Was informed recently that this is a bad — due to Acrobat not being able to decompose glyph names… is this true and how should we handle multi feature glyphs like a.sc.alt etc ?
As far as I know, Acrobat is only interested in the part before the first dot. Where does your information come from?
Someone in type production — not Adobe or anything.
There is nothing wrong with more than one dot.
My question is related, and I didn’t want to start a new thread just for this… So I have a special set of figures, designed for all-caps: a little wider, taller, spaced looser. It’s enough to name the respective glyphs just with .case, or should it be used like this: one.lf.case, two.lf.case, etc? Thanks!
The you can use whatever glyph names you like. Only if you like to use the automatic feature code generator, you need to stick to certain rules. Depending if you “case” feature comes before or after the “lnum” feature, you either need “.case” or “.lf.case”.

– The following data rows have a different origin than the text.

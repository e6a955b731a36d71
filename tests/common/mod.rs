#![allow(dead_code)]

use std::sync::Arc;

use axum::{
    body::Body,
    http::{Method, Request},
    Router,
};
use http_body_util::BodyExt;
use rust_decimal::Decimal;
use serde_json::Value;
use supplychain_ledger::{
    auth::{Identity, CALLER_HEADER},
    build_router,
    config::AppConfig,
    db,
    events::{self, EventSender},
    services::{
        inventory::MaterialDetails,
        lifecycle::NewProduct,
        registry::{ParticipantRegistration, VendorRegistration},
        LedgerServices,
    },
    AppState,
};
use tokio::sync::mpsc;
use tower::ServiceExt;

pub const OWNER: &str = "0xowner";

pub fn id(raw: &str) -> Identity {
    Identity::parse(raw).expect("valid identity")
}

/// Helper harness for spinning up the ledger backed by an in-memory SQLite database.
pub struct TestApp {
    router: Router,
    pub state: Arc<AppState>,
    pub owner: Identity,
    _event_task: tokio::task::JoinHandle<()>,
}

impl TestApp {
    pub async fn new() -> Self {
        let mut cfg = AppConfig::new(
            "sqlite::memory:".to_string(),
            OWNER.to_string(),
            "127.0.0.1".to_string(),
            18_080,
            "test".to_string(),
        );
        cfg.db_max_connections = 1;
        cfg.db_min_connections = 1;

        let pool = db::establish_connection_with_config(&db::DbConfig::from(&cfg))
            .await
            .expect("failed to create test database");
        db::run_migrations(&pool)
            .await
            .expect("failed to run migrations in tests");

        let (event_tx, event_rx) = mpsc::channel(256);
        let event_task = tokio::spawn(events::process_events(event_rx));

        let state = Arc::new(
            AppState::new(Arc::new(pool), cfg, EventSender::new(event_tx))
                .expect("valid app state"),
        );
        let router = build_router(state.clone());

        Self {
            router,
            state,
            owner: id(OWNER),
            _event_task: event_task,
        }
    }

    pub fn services(&self) -> &LedgerServices {
        &self.state.services
    }

    /// Send a request against the router, optionally as `caller`.
    pub async fn request(
        &self,
        method: Method,
        uri: &str,
        body: Option<Value>,
        caller: Option<&str>,
    ) -> axum::response::Response {
        let mut builder = Request::builder().method(method).uri(uri);
        if let Some(caller) = caller {
            builder = builder.header(CALLER_HEADER, caller);
        }

        let body = if let Some(json) = body {
            builder = builder.header("content-type", "application/json");
            Body::from(serde_json::to_vec(&json).expect("failed to serialize json request body"))
        } else {
            Body::empty()
        };

        let request = builder.body(body).expect("failed to build request");
        self.router
            .clone()
            .oneshot(request)
            .await
            .expect("router error during test request")
    }

    pub async fn register_vendor(&self, identity: &str, name: &str) -> i32 {
        self.services()
            .registry
            .register_vendor(
                &self.owner,
                VendorRegistration {
                    identity: identity.to_string(),
                    name: name.to_string(),
                    location: "Pune".to_string(),
                    contact_info: "sales@example.com".to_string(),
                    material_types: "Metal".to_string(),
                },
            )
            .await
            .expect("register vendor")
    }

    pub async fn register_manufacturer(&self, identity: &str) -> i32 {
        self.services()
            .registry
            .register_manufacturer(&self.owner, participant(identity, "Cell Works"))
            .await
            .expect("register manufacturer")
    }

    pub async fn register_distributor(&self, identity: &str) -> i32 {
        self.services()
            .registry
            .register_distributor(&self.owner, participant(identity, "Fast Freight"))
            .await
            .expect("register distributor")
    }

    pub async fn register_retailer(&self, identity: &str) -> i32 {
        self.services()
            .registry
            .register_retailer(&self.owner, participant(identity, "Corner Shop"))
            .await
            .expect("register retailer")
    }

    pub async fn add_material(&self, vendor_id: i32, name: &str, quantity: i64) -> i32 {
        self.services()
            .inventory
            .add_material(&self.owner, vendor_id, details(name, quantity, Decimal::new(5, 0)))
            .await
            .expect("add material")
    }

    pub async fn create_product(&self, name: &str) -> i32 {
        self.services()
            .lifecycle
            .create_product(
                &self.owner,
                NewProduct {
                    name: name.to_string(),
                    description: "desc".to_string(),
                    target_quantity: 10,
                },
            )
            .await
            .expect("create product")
    }
}

impl Drop for TestApp {
    fn drop(&mut self) {
        self._event_task.abort();
    }
}

pub fn participant(identity: &str, name: &str) -> ParticipantRegistration {
    ParticipantRegistration {
        identity: identity.to_string(),
        name: name.to_string(),
        location: "Chennai".to_string(),
    }
}

pub fn details(name: &str, quantity: i64, price_per_unit: Decimal) -> MaterialDetails {
    MaterialDetails {
        name: name.to_string(),
        category: "Metal".to_string(),
        unit: "kg".to_string(),
        quantity,
        price_per_unit,
    }
}

pub async fn response_json(response: axum::response::Response) -> Value {
    let bytes = response
        .into_body()
        .collect()
        .await
        .expect("read response body")
        .to_bytes();
    if bytes.is_empty() {
        Value::Null
    } else {
        serde_json::from_slice(&bytes).expect("response body is json")
    }
}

If it works, it works. Though, technically,
case is only for punctuation. It is not unthinkable that an app will ignore figures because it’s unexpected.
Actually that is what
.lf is intended for.
Thanks for the additional clarification! So do you suggest to implement the “special figures for titling/all-caps” lf figures as a stylistic set (instead of .case)?
You could do both. Make it a lookup in case and call the lookup in ssXX. That way it will work with the all caps button in InDesign and most similar apps, and still be accessible in other apps.